How is depression diagnosed in the setting of chronic pain?
Diagnosing depression in the setting of chronic pain is challenging due to the presence of symptom overlap. Because of this, it has been suggested that questionnaires such as the Beck Depression Inventory may have less utility in the setting of chronic pain. One method that has been proposed to improve ease and specificity of diagnosis is to separately analyze somatic and cognitive-emotional symptoms. However, the association between these separate categories and variables such as chronic pain intensity and disability has yet to be elucidated.

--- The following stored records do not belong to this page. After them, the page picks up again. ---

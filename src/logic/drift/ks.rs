//! Two-sample Kolmogorov-Smirnov test (two-sided)
//!
//! The statistic is the largest gap between the two empirical CDFs. The
//! p-value is exact (lattice path counting) while both samples hold at most
//! `EXACT_MAX_SAMPLES` values, and otherwise comes from the asymptotic
//! Kolmogorov distribution with Stephens' small-sample correction.

use std::cmp::Ordering;

/// Largest sample size for which the exact distribution is used
pub const EXACT_MAX_SAMPLES: usize = 10_000;

#[derive(Debug, Clone, Copy, PartialEq)]
pub struct KsResult {
    pub statistic: f64,
    pub p_value: f64,
}

/// Run the test on two unsorted, non-empty samples
pub fn ks_2samp(a: &[f64], b: &[f64]) -> KsResult {
    let mut a = a.to_vec();
    let mut b = b.to_vec();
    a.sort_by(|x, y| x.partial_cmp(y).unwrap_or(Ordering::Equal));
    b.sort_by(|x, y| x.partial_cmp(y).unwrap_or(Ordering::Equal));

    let statistic = ks_statistic(&a, &b);
    let p_value = ks_p_value(statistic, a.len(), b.len());

    KsResult { statistic, p_value }
}

/// Max ECDF distance between two sorted samples. Tied values advance both
/// sides together, so identical samples give exactly 0.
fn ks_statistic(a: &[f64], b: &[f64]) -> f64 {
    let n1 = a.len() as f64;
    let n2 = b.len() as f64;
    let mut i = 0usize;
    let mut j = 0usize;
    let mut d_max = 0.0f64;

    while i < a.len() && j < b.len() {
        let x = a[i].min(b[j]);
        while i < a.len() && a[i] <= x {
            i += 1;
        }
        while j < b.len() && b[j] <= x {
            j += 1;
        }
        d_max = d_max.max((i as f64 / n1 - j as f64 / n2).abs());
    }

    d_max
}

fn ks_p_value(statistic: f64, n1: usize, n2: usize) -> f64 {
    if statistic <= 0.0 || n1 == 0 || n2 == 0 {
        return 1.0;
    }

    if n1.max(n2) <= EXACT_MAX_SAMPLES {
        return exact_p_value(statistic, n1, n2);
    }

    let n_eff = (n1 * n2) as f64 / (n1 + n2) as f64;
    let sqrt_n = n_eff.sqrt();
    let lambda = (sqrt_n + 0.12 + 0.11 / sqrt_n) * statistic;
    kolmogorov_survival(lambda)
}

/// P(D >= d) under the null hypothesis.
///
/// Walks the (m, n) lattice from (0, 0) to (m, n) carrying the probability
/// of each uniformly drawn merge order. Points where the ECDF gap reaches
/// `d` are cut, so what arrives at (m, n) is P(D < d).
fn exact_p_value(statistic: f64, m: usize, n: usize) -> f64 {
    let g = gcd(m, n);
    // Gaps are multiples of 1/lcm(m, n); compare in those integer units
    let h = (statistic * (m / g * n) as f64).round() as i64;
    let (step_i, step_j) = ((n / g) as i64, (m / g) as i64);

    let mut previous = vec![0.0f64; n + 1];
    let mut row = vec![0.0f64; n + 1];

    for i in 0..=m {
        for j in 0..=n {
            let mut p = if i == 0 && j == 0 {
                1.0
            } else {
                let remaining = (m + n + 1 - i - j) as f64;
                let mut p = 0.0;
                if i > 0 {
                    p += previous[j] * (m + 1 - i) as f64 / remaining;
                }
                if j > 0 {
                    p += row[j - 1] * (n + 1 - j) as f64 / remaining;
                }
                p
            };
            if (i as i64 * step_i - j as i64 * step_j).abs() >= h {
                p = 0.0;
            }
            row[j] = p;
        }
        std::mem::swap(&mut previous, &mut row);
    }

    (1.0 - previous[n]).clamp(0.0, 1.0)
}

fn gcd(mut a: usize, mut b: usize) -> usize {
    while b != 0 {
        (a, b) = (b, a % b);
    }
    a
}

/// Q(λ) = 2 Σ (-1)^(k-1) exp(-2 k² λ²)
fn kolmogorov_survival(lambda: f64) -> f64 {
    let a2 = -2.0 * lambda * lambda;
    let mut sign = 2.0;
    let mut sum = 0.0;
    let mut previous = 0.0f64;

    for k in 1..=100 {
        let k = k as f64;
        let term = sign * (a2 * k * k).exp();
        sum += term;
        if term.abs() <= 0.001 * previous || term.abs() <= 1e-8 * sum {
            return sum.clamp(0.0, 1.0);
        }
        sign = -sign;
        previous = term.abs();
    }

    // Series does not settle for tiny λ, where Q is 1
    1.0
}

#[cfg(test)]
mod tests {
    use super::*;

    #[test]
    fn test_identical_samples() {
        let sample = [0.1, 0.4, 0.4, 0.9, 2.5, 3.0];
        let result = ks_2samp(&sample, &sample);
        assert_eq!(result.statistic, 0.0);
        assert_eq!(result.p_value, 1.0);
    }

    #[test]
    fn test_constant_columns() {
        let zeros = [0.0; 20];
        let result = ks_2samp(&zeros, &zeros[..5]);
        assert_eq!(result.statistic, 0.0);
        assert_eq!(result.p_value, 1.0);
    }

    #[test]
    fn test_disjoint_samples() {
        let reference: Vec<f64> = (1..=10).map(|v| v as f64).collect();
        let recent: Vec<f64> = (10..=19).map(|v| v as f64 * 10.0).collect();

        let result = ks_2samp(&reference, &recent);
        assert_eq!(result.statistic, 1.0);
        assert!(result.p_value < 0.001, "p = {}", result.p_value);
    }

    #[test]
    fn test_statistic_with_ties() {
        let a = [1.0, 2.0, 2.0, 3.0];
        let b = [2.0, 2.0, 3.0, 4.0];
        // ECDF gap is largest at x = 1 and x = 3: |0.25 - 0| and |1.0 - 0.75|
        let result = ks_2samp(&a, &b);
        assert!((result.statistic - 0.25).abs() < 1e-12);
        assert!(result.p_value > 0.9);
    }

    #[test]
    fn test_order_insensitive() {
        let a = [5.0, 1.0, 3.0, 2.0, 4.0];
        let b = [2.5, 0.5, 4.5, 1.5, 3.5, 6.0];
        let forward = ks_2samp(&a, &b);
        let backward = ks_2samp(&b, &a);
        assert_eq!(forward, backward);
    }

    #[test]
    fn test_exact_small_sample_p_value() {
        let a: Vec<f64> = (0..10).map(|v| v as f64).collect();
        let b: Vec<f64> = (6..16).map(|v| v as f64).collect();

        let result = ks_2samp(&a, &b);
        assert!((result.statistic - 0.6).abs() < 1e-12);
        // Asymptotic value here is 0.031, which would flag the column
        assert!((result.p_value - 0.052448).abs() < 1e-5, "p = {}", result.p_value);
    }

    #[test]
    fn test_exact_unequal_sizes() {
        assert!((exact_p_value(0.5, 5, 6) - 0.357143).abs() < 1e-5);
        // Only the two corner paths reach a full gap: 2 / C(20, 10)
        assert!((exact_p_value(1.0, 10, 10) - 2.0 / 184_756.0).abs() < 1e-12);
    }

    #[test]
    fn test_large_samples_use_asymptotic_distribution() {
        let n = EXACT_MAX_SAMPLES + 1;
        let n_eff = (n * n) as f64 / (2 * n) as f64;
        let lambda = (n_eff.sqrt() + 0.12 + 0.11 / n_eff.sqrt()) * 0.02;
        assert_eq!(ks_p_value(0.02, n, n), kolmogorov_survival(lambda));
    }

    #[test]
    fn test_survival_is_monotone() {
        let mut last = 1.0;
        for step in 1..40 {
            let q = kolmogorov_survival(step as f64 * 0.05);
            assert!(q <= last + 1e-12);
            assert!((0.0..=1.0).contains(&q));
            last = q;
        }
        // Known value: Q(1.0) ≈ 0.27
        assert!((kolmogorov_survival(1.0) - 0.2700).abs() < 1e-3);
    }
}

It is important to note that a depressed mood does not always equate to a diagnosis of major depression; however, it is also important to realize that the presence of chronic pain does not exclude one from a diagnosis of major depression. Often, patients with symptoms of depression will attribute all of those symptoms to their chronic pain. A good number of chronic pain patients will endorse anhedonia, the inability to enjoy activities or experience pleasure, even when they are not experiencing pain or an increase in pain during the activities. In the same vein, poor sleep and poor concentration are also often attributed to pain when they are not direct physiologic effects of pain, and therefore they should be considered symptoms of depression.
Regardless of the presence or absence of a specific psychiatric diagnosis, a differential diagnosis including bipolar disorder, dysthymic disorder, and substance-induced mood disorder should be considered. A psychiatric or psychology practitioner with a focus in pain should be involved in order to provide the most comprehensive chronic pain care.